PHOENIX — As Washington heaved over the possibility of a partial government shutdown, leading far-right figures gathered with thousands of Donald Trump's most ardent supporters and, for the most part, gloried in splintering the president-elect's party.
Speakers and attendees at Turning Point USA's AmericaFest 2024 hailed Trump and billionaire Elon Musk for initially scuttling a bipartisan agreement to keep government open. They jeered House Speaker Mike Johnson and his willingness to engage with Democrats, disregarding Johnson's close alliance with Trump and frequent appearances at his side.
''The political class is infected with a malignant cancer. The cancer is bipartisanship,'' boomed Steve Bannon, the Trump adviser who perhaps more than any other reflects and stokes the president-elect's pugilistic populism.

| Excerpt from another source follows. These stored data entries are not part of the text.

impl AssignmentPlanner {
    /// Start an empty plan over the given candidates. Trucks without a usable
    /// capacity are left out.
    pub fn new(trucks: Vec<Truck>, warehouses: Vec<Warehouse>) -> Self {
        Self {
            trucks: trucks.into_iter().filter(Truck::has_valid_capacity).collect(),
            warehouses,
            inventory: Vec::new(),
            truck_id: None,
            origin_id: None,
            destination_id: None,
            selected: BTreeSet::new(),
            filter: String::new(),
            phase: Phase::Editing,
            last_error: None,
        }
    }

    pub fn trucks(&self) -> &[Truck] {
        &self.trucks
    }

    pub fn warehouses(&self) -> &[Warehouse] {
        &self.warehouses
    }

    /// Full (unfiltered) stock of the origin warehouse
    pub fn inventory(&self) -> &[InventoryItem] {
        &self.inventory
    }

    pub fn truck(&self) -> Option<&Truck> {
        let id = self.truck_id?;
        self.trucks.iter().find(|t| t.truck_id == id)
    }

    pub fn origin(&self) -> Option<WarehouseId> {
        self.origin_id
    }

    pub fn destination(&self) -> Option<WarehouseId> {
        self.destination_id
    }

    /// Message from the most recent failed validation or submission
    pub fn last_error(&self) -> Option<&str> {
        self.last_error.as_deref()
    }

    pub fn state(&self) -> PlannerState {
        match self.phase {
            Phase::Submitting => return PlannerState::Submitting,
            Phase::Submitted => return PlannerState::Submitted,
            Phase::Editing => {}
        }
        if self.validate().is_ok() {
            return PlannerState::Valid;
        }
        let nothing_else =
            self.truck_id.is_none() && self.destination_id.is_none() && self.selected.is_empty();
        match (self.origin_id, nothing_else) {
            (None, true) => PlannerState::Empty,
            (Some(_), true) => PlannerState::OriginChosen,
            _ => PlannerState::Configuring,
        }
    }

    fn ensure_editable(&self) -> Result<(), PlannerError> {
        match self.phase {
            Phase::Editing => Ok(()),
            Phase::Submitting => Err(PlannerError::Busy),
            Phase::Submitted => Err(PlannerError::Finished),
        }
    }

    pub fn select_truck(&mut self, truck_id: TruckId) -> Result<(), PlannerError> {
        self.ensure_editable()?;
        if !self.trucks.iter().any(|t| t.truck_id == truck_id) {
            return Err(PlannerError::UnknownTruck(truck_id));
        }
        self.truck_id = Some(truck_id);
        Ok(())
    }

    pub fn clear_truck(&mut self) -> Result<(), PlannerError> {
        self.ensure_editable()?;
        self.truck_id = None;
        Ok(())
    }

    /// Switch the origin warehouse to `warehouse_id`, replacing the candidate
    /// stock with `inventory`.
    ///
    /// A different origin drops every selected item, since a selection is only
    /// meaningful within one warehouse. Re-selecting the current origin is a
    /// no-op and keeps the selection.
    pub fn select_origin(
        &mut self,
        warehouse_id: WarehouseId,
        inventory: Vec<InventoryItem>,
    ) -> Result<(), PlannerError> {
        self.ensure_editable()?;
        self.require_warehouse(warehouse_id)?;
        if self.origin_id == Some(warehouse_id) {
            return Ok(());
        }
        self.origin_id = Some(warehouse_id);
        self.inventory = inventory;
        self.selected.clear();
        if self.destination_id == Some(warehouse_id) {
            self.destination_id = None;
        }
        Ok(())
    }

    pub fn clear_origin(&mut self) -> Result<(), PlannerError> {
        self.ensure_editable()?;
        self.origin_id = None;
        self.inventory.clear();
        self.selected.clear();
        Ok(())
    }

    pub fn select_destination(&mut self, warehouse_id: WarehouseId) -> Result<(), PlannerError> {
        self.ensure_editable()?;
        self.require_warehouse(warehouse_id)?;
        if self.origin_id == Some(warehouse_id) {
            return Err(PlannerError::SameWarehouse(warehouse_id));
        }
        self.destination_id = Some(warehouse_id);
        Ok(())
    }

    pub fn clear_destination(&mut self) -> Result<(), PlannerError> {
        self.ensure_editable()?;
        self.destination_id = None;
        Ok(())
    }

    /// Destination candidates: every warehouse except the current origin
    pub fn destination_options(&self) -> Vec<&Warehouse> {
        self.warehouses
            .iter()
            .filter(|w| Some(w.warehouse_id) != self.origin_id)
            .collect()
    }

    fn require_warehouse(&self, warehouse_id: WarehouseId) -> Result<(), PlannerError> {
        if self.warehouses.iter().any(|w| w.warehouse_id == warehouse_id) {
            Ok(())
        } else {
            Err(PlannerError::UnknownWarehouse(warehouse_id))
        }
    }

    /// Flip the selection of one origin item. Returns whether it is selected
    /// afterwards.
    pub fn toggle_item(&mut self, inventory_id: InventoryId) -> Result<bool, PlannerError> {
        self.ensure_editable()?;
        if self.origin_id.is_none() {
            return Err(PlannerError::NoOrigin);
        }
        if !self.inventory.iter().any(|i| i.inventory_id == inventory_id) {
            return Err(PlannerError::UnknownItem(inventory_id));
        }
        if self.selected.remove(&inventory_id) {
            Ok(false)
        } else {
            self.selected.insert(inventory_id);
            Ok(true)
        }
    }

    pub fn is_selected(&self, inventory_id: InventoryId) -> bool {
        self.selected.contains(&inventory_id)
    }

    pub fn selected_ids(&self) -> Vec<InventoryId> {
        self.selected.iter().copied().collect()
    }

    pub fn selected_items(&self) -> Vec<&InventoryItem> {
        self.inventory
            .iter()
            .filter(|i| self.selected.contains(&i.inventory_id))
            .collect()
    }

    /// Narrow the visible stock. The selection is left untouched.
    pub fn set_filter(&mut self, term: impl Into<String>) -> Result<(), PlannerError> {
        self.ensure_editable()?;
        self.filter = term.into();
        Ok(())
    }

    pub fn filter(&self) -> &str {
        &self.filter
    }

    pub fn visible_inventory(&self) -> Vec<&InventoryItem> {
        self.inventory
            .iter()
            .filter(|i| matches_search(i, &self.filter))
            .collect()
    }

    pub fn totals(&self) -> Totals {
        compute_totals(self.selected_items())
    }

    /// Load against the selected truck, if there is one
    pub fn utilization(&self) -> Option<CapacityCheck> {
        self.truck().map(|truck| check_capacity(self.totals(), truck))
    }

    /// Apply every submit-time check; the first failure wins.
    pub fn validate(&self) -> Result<(), ValidationError> {
        let truck = self.truck().ok_or(ValidationError::MissingTruck)?;
        let origin = self.origin_id.ok_or(ValidationError::MissingOrigin)?;
        let destination = self.destination_id.ok_or(ValidationError::MissingDestination)?;
        if origin == destination {
            return Err(ValidationError::SameWarehouse);
        }
        if self.selected.is_empty() {
            return Err(ValidationError::NoItems);
        }
        let totals = self.totals();
        if totals.weight > truck.capacity_weight {
            return Err(ValidationError::WeightExceeded {
                total: totals.weight,
                capacity: truck.capacity_weight,
            });
        }
        if totals.volume > truck.capacity_volume {
            return Err(ValidationError::VolumeExceeded {
                total: totals.volume,
                capacity: truck.capacity_volume,
            });
        }
        Ok(())
    }

    /// Validate and move into `Submitting`, returning the request to send.
    /// Nothing can be changed until [`finish_submit`](Self::finish_submit).
    pub fn begin_submit(&mut self) -> Result<AssignmentRequest, PlannerError> {
        self.ensure_editable()?;
        if let Err(err) = self.validate() {
            self.last_error = Some(err.to_string());
            return Err(err.into());
        }
        let request = AssignmentRequest {
            truck_id: self.truck_id.ok_or(ValidationError::MissingTruck)?,
            warehouse_id: self.origin_id.ok_or(ValidationError::MissingOrigin)?,
            destination_warehouse_id: self
                .destination_id
                .ok_or(ValidationError::MissingDestination)?,
            inventory_ids: self.selected_ids(),
        };
        self.phase = Phase::Submitting;
        self.last_error = None;
        Ok(request)
    }

    /// Resolve an in-flight submission.
    ///
    /// Success empties the selection and ends the plan. Any failure (transport,
    /// server rejection, or a 2xx body with `success: false`) returns to
    /// editing with the selection intact and a message in `last_error`.
    pub fn finish_submit(
        &mut self,
        outcome: Result<AssignmentRecord, ApiError>,
    ) -> Result<AssignmentRecord, PlannerError> {
        if self.phase != Phase::Submitting {
            return Err(PlannerError::NotSubmitting);
        }
        let err = match outcome {
            Ok(record) if record.success => {
                self.phase = Phase::Submitted;
                self.selected.clear();
                self.last_error = None;
                return Ok(record);
            }
            Ok(record) => ApiError::Rejected {
                status: None,
                message: record
                    .message
                    .filter(|m| !m.trim().is_empty())
                    .unwrap_or_else(|| DEFAULT_REJECTION.to_string()),
            },
            Err(err) => err,
        };
        self.phase = Phase::Editing;
        self.last_error = Some(failure_message(&err));
        Err(PlannerError::Submission(err))
    }

    /// Validate, send through `gateway`, and on success hand the truck over to
    /// `navigation`. Validation failures never reach the gateway.
    pub fn submit(
        &mut self,
        gateway: &dyn AssignmentGateway,
        navigation: &mut dyn NavigationSink,
    ) -> Result<AssignmentRecord, PlannerError> {
        let request = self.begin_submit()?;
        let outcome = gateway.submit_assignment(&request);
        let record = self.finish_submit(outcome)?;
        navigation.show_truck(request.truck_id);
        Ok(record)
    }
}
//! Assignment request/record definitions

use chrono::NaiveDateTime;
use freightdesk_types::{AssignmentId, InventoryId, TruckId, WarehouseId};
use serde::{Deserialize, Serialize};

/// Body of `POST /inventory-assignments`
#[derive(Debug, Clone, PartialEq, Eq, Serialize, Deserialize)]
#[serde(rename_all = "camelCase")]
pub struct AssignmentRequest {
    pub truck_id: TruckId,
    /// Origin warehouse
    pub warehouse_id: WarehouseId,
    pub destination_warehouse_id: WarehouseId,
    pub inventory_ids: Vec<InventoryId>,
}

/// Lifecycle of an assignment on the server
#[derive(Debug, Clone, Copy, PartialEq, Eq, Serialize, Deserialize)]
#[serde(rename_all = "SCREAMING_SNAKE_CASE")]
pub enum AssignmentStatus {
    Pending,
    InTransit,
    Delivered,
    Cancelled,
}

impl std::fmt::Display for AssignmentStatus {
    fn fmt(&self, f: &mut std::fmt::Formatter<'_>) -> std::fmt::Result {
        let label = match self {
            AssignmentStatus::Pending => "pending",
            AssignmentStatus::InTransit => "in transit",
            AssignmentStatus::Delivered => "delivered",
            AssignmentStatus::Cancelled => "cancelled",
        };
        f.write_str(label)
    }
}

#[derive(Debug, Clone, PartialEq, Serialize, Deserialize)]
#[serde(rename_all = "camelCase")]
pub struct AssignedItem {
    pub inventory_id: InventoryId,
    #[serde(default)]
    pub name: Option<String>,
    #[serde(default)]
    pub sku: Option<String>,
    #[serde(default)]
    pub weight: Option<f64>,
    #[serde(default)]
    pub volume: Option<f64>,
    #[serde(default)]
    pub quantity: Option<u32>,
}

/// Server view of an assignment. Returned by submission and by the lookups.
#[derive(Debug, Clone, Default, PartialEq, Serialize, Deserialize)]
#[serde(rename_all = "camelCase", default)]
pub struct AssignmentRecord {
    pub assignment_id: Option<AssignmentId>,
    pub truck_id: Option<TruckId>,
    pub truck_registration_number: Option<String>,
    pub driver_name: Option<String>,
    pub origin_warehouse_name: Option<String>,
    pub destination_warehouse_name: Option<String>,
    pub assigned_inventory: Vec<AssignedItem>,
    pub status: Option<AssignmentStatus>,
    pub assignment_date: Option<NaiveDateTime>,
    pub message: Option<String>,
    pub success: bool,
}

/// Assignments touching one warehouse, split by direction
#[derive(Debug, Clone, Default, PartialEq, Serialize)]
pub struct WarehouseAssignments {
    /// Leaving the warehouse (it is the origin)
    pub outgoing: Vec<AssignmentRecord>,
    /// Arriving at the warehouse (it is the destination)
    pub incoming: Vec<AssignmentRecord>,
}

impl WarehouseAssignments {
    pub fn is_empty(&self) -> bool {
        self.outgoing.is_empty() && self.incoming.is_empty()
    }
}
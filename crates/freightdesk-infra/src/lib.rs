//! Infrastructure layer - REST client and session handling

pub mod rest;
pub mod session;

pub use rest::{RestClient, DEFAULT_TIMEOUT};
pub use session::{CredentialProvider, Session};
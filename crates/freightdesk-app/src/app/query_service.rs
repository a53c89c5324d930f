//! Read-only lookups backing the listing commands

use freightdesk_domain::model::{
    AssignmentRecord, Capability, InventoryItem, Role, Truck, Warehouse, WarehouseAssignments,
};
use freightdesk_domain::repository::{
    AssignmentLookup, InventoryProvider, TruckProvider, WarehouseProvider,
};
use freightdesk_domain::service::filter_inventory;
use freightdesk_types::{ApiError, Error, Result, TruckId, WarehouseId};
use tracing::debug;

/// Which side of an assignment to look up by
#[derive(Debug, Clone, Copy, PartialEq, Eq)]
pub enum AssignmentQuery {
    Truck(TruckId),
    Warehouse(WarehouseId),
}

impl AssignmentQuery {
    /// Drivers may look up a truck's load but not a warehouse's traffic
    pub fn capability(&self) -> Capability {
        match self {
            AssignmentQuery::Truck(_) => Capability::ViewInventory,
            AssignmentQuery::Warehouse(_) => Capability::AssignInventory,
        }
    }
}

/// Refuse `capability` for roles that lack it. An unknown role is let
/// through; the backend decides.
pub fn require_capability(role: Option<Role>, capability: Capability) -> Result<()> {
    match role {
        Some(role) if !role.can(capability) => Err(Error::Forbidden(format!(
            "{} cannot {}",
            role,
            capability.label()
        ))),
        _ => Ok(()),
    }
}

pub struct QueryService<'a> {
    trucks: &'a dyn TruckProvider,
    warehouses: &'a dyn WarehouseProvider,
    inventory: &'a dyn InventoryProvider,
    assignments: &'a dyn AssignmentLookup,
}

impl<'a> QueryService<'a> {
    pub fn new(
        trucks: &'a dyn TruckProvider,
        warehouses: &'a dyn WarehouseProvider,
        inventory: &'a dyn InventoryProvider,
        assignments: &'a dyn AssignmentLookup,
    ) -> Self {
        Self {
            trucks,
            warehouses,
            inventory,
            assignments,
        }
    }

    pub fn trucks(&self) -> std::result::Result<Vec<Truck>, ApiError> {
        self.trucks.list_trucks()
    }

    pub fn warehouses(&self) -> std::result::Result<Vec<Warehouse>, ApiError> {
        self.warehouses.list_warehouses()
    }

    /// Stock of one warehouse, optionally narrowed by a name/SKU search
    pub fn inventory(
        &self,
        warehouse_id: WarehouseId,
        search: Option<&str>,
    ) -> std::result::Result<Vec<InventoryItem>, ApiError> {
        let items = self.inventory.list_inventory(warehouse_id)?;
        let Some(term) = search else {
            return Ok(items);
        };
        let total = items.len();
        let matched: Vec<InventoryItem> =
            filter_inventory(&items, term).into_iter().cloned().collect();
        debug!(%warehouse_id, total, matched = matched.len(), "filtered inventory");
        Ok(matched)
    }

    pub fn truck_assignments(
        &self,
        truck_id: TruckId,
    ) -> std::result::Result<Vec<AssignmentRecord>, ApiError> {
        self.assignments.find_by_truck(truck_id)
    }

    pub fn warehouse_assignments(
        &self,
        warehouse_id: WarehouseId,
    ) -> std::result::Result<WarehouseAssignments, ApiError> {
        self.assignments.find_by_warehouse(warehouse_id)
    }
}
//! Destination path derivation for downloads.
//!
//! The file name is the URL text after its last `/`, taken verbatim (query
//! string included). Re-downloading the same URL overwrites the earlier file.

use std::path::{Path, PathBuf};

use url::Url;

use super::error::DownloadError;

/// Validates `url` as an absolute http(s) URL with a host.
pub(crate) fn validate_url(url: &str) -> Result<Url, DownloadError> {
    if url.trim().is_empty() {
        return Err(DownloadError::invalid_url(url, "URL is empty"));
    }

    let parsed = Url::parse(url).map_err(|e| DownloadError::invalid_url(url, e.to_string()))?;

    match parsed.scheme() {
        "http" | "https" => {}
        scheme => {
            return Err(DownloadError::invalid_url(
                url,
                format!("scheme '{scheme}' is not supported"),
            ));
        }
    }

    if parsed.host().is_none() {
        return Err(DownloadError::invalid_url(url, "URL has no host"));
    }

    Ok(parsed)
}

/// Returns the text after the last `/` of `url`.
///
/// # Errors
///
/// Returns [`DownloadError::InvalidUrl`] when that text is empty, `.`/`..`,
/// or contains a backslash.
pub fn file_name_from_url(url: &str) -> Result<&str, DownloadError> {
    let name = url.rsplit('/').next().unwrap_or_default();
    if name.is_empty() {
        return Err(DownloadError::invalid_url(url, "URL has no file name segment"));
    }
    if matches!(name, "." | "..") || name.contains('\\') {
        return Err(DownloadError::invalid_url(
            url,
            format!("'{name}' is not usable as a file name"),
        ));
    }
    Ok(name)
}

/// Returns the destination path for `url` under `output_dir`.
///
/// # Errors
///
/// Same as [`file_name_from_url`].
pub fn destination_path(output_dir: &Path, url: &str) -> Result<PathBuf, DownloadError> {
    Ok(output_dir.join(file_name_from_url(url)?))
}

''We don't need partisanship,'' Bannon continued, as he called for Johnson's ouster. ''We need hyper-partisanship.''
The president-elect has wide latitude with his core supporters and is in turn responsive to their demands. That dynamic fuels the unpredictability put on display in last week's budget fight and sets up inevitable future conflicts within Trump's broadened Republican coalition.
That Trump failed to achieve his central goals — with 38 Republicans voting against a plan backed by Trump and Musk — seemed unimportant to Bannon and others who welcomed Trump to the conference's Sunday finale. The fight itself, and the incoming president being at the center of it, was the point.
''Thank you, God, for sending us Donald Trump,'' said Turning Point founder Charlie Kirk as Trump took the stage. Thousands roared and held their cell phones aloft to capture the moment.